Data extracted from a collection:
**********

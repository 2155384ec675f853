//! Pipeline Execution
//!
//! - [`orchestrator`]: one run from pre-flight to merged, ordered results
//! - [`host`]: background execution with cancellation and a hard timeout
//! - [`progress`]: snapshot and event streaming
//! - [`report`]: aggregate insights over a terminal run

pub mod host;
pub mod orchestrator;
pub mod progress;
pub mod report;
pub mod run;

pub use host::{BackgroundExecutionHost, RunHandle};
pub use orchestrator::{PipelineOrchestrator, RunContext, SharedOrchestrator};
pub use progress::{MessageLevel, ProgressEvent, ProgressTracker};
pub use report::{PipelineReport, RowCounts};
pub use run::{PerformanceSummary, PipelineRun, RunSnapshot, RunStatus};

**********

Restate the entries above, keeping every word intact.

repository 2155384ec675f853
//! Pipeline Execution
//!
//! - [`orchestrator`]: one run from pre-flight to merged, ordered results
//! - [`host`]: background execution with cancellation and a hard timeout
//! - [`progress`]: snapshot and event streaming
//! - [`report`]: aggregate insights over a terminal run

pub mod host;
pub mod orchestrator;
pub mod progress;
pub mod report;
pub mod run;

pub use host::{BackgroundExecutionHost, RunHandle};
pub use orchestrator::{PipelineOrchestrator, RunContext, SharedOrchestrator};
pub use progress::{MessageLevel, ProgressEvent, ProgressTracker};
pub use report::{PipelineReport, RowCounts};
pub use run::{PerformanceSummary, PipelineRun, RunSnapshot, RunStatus};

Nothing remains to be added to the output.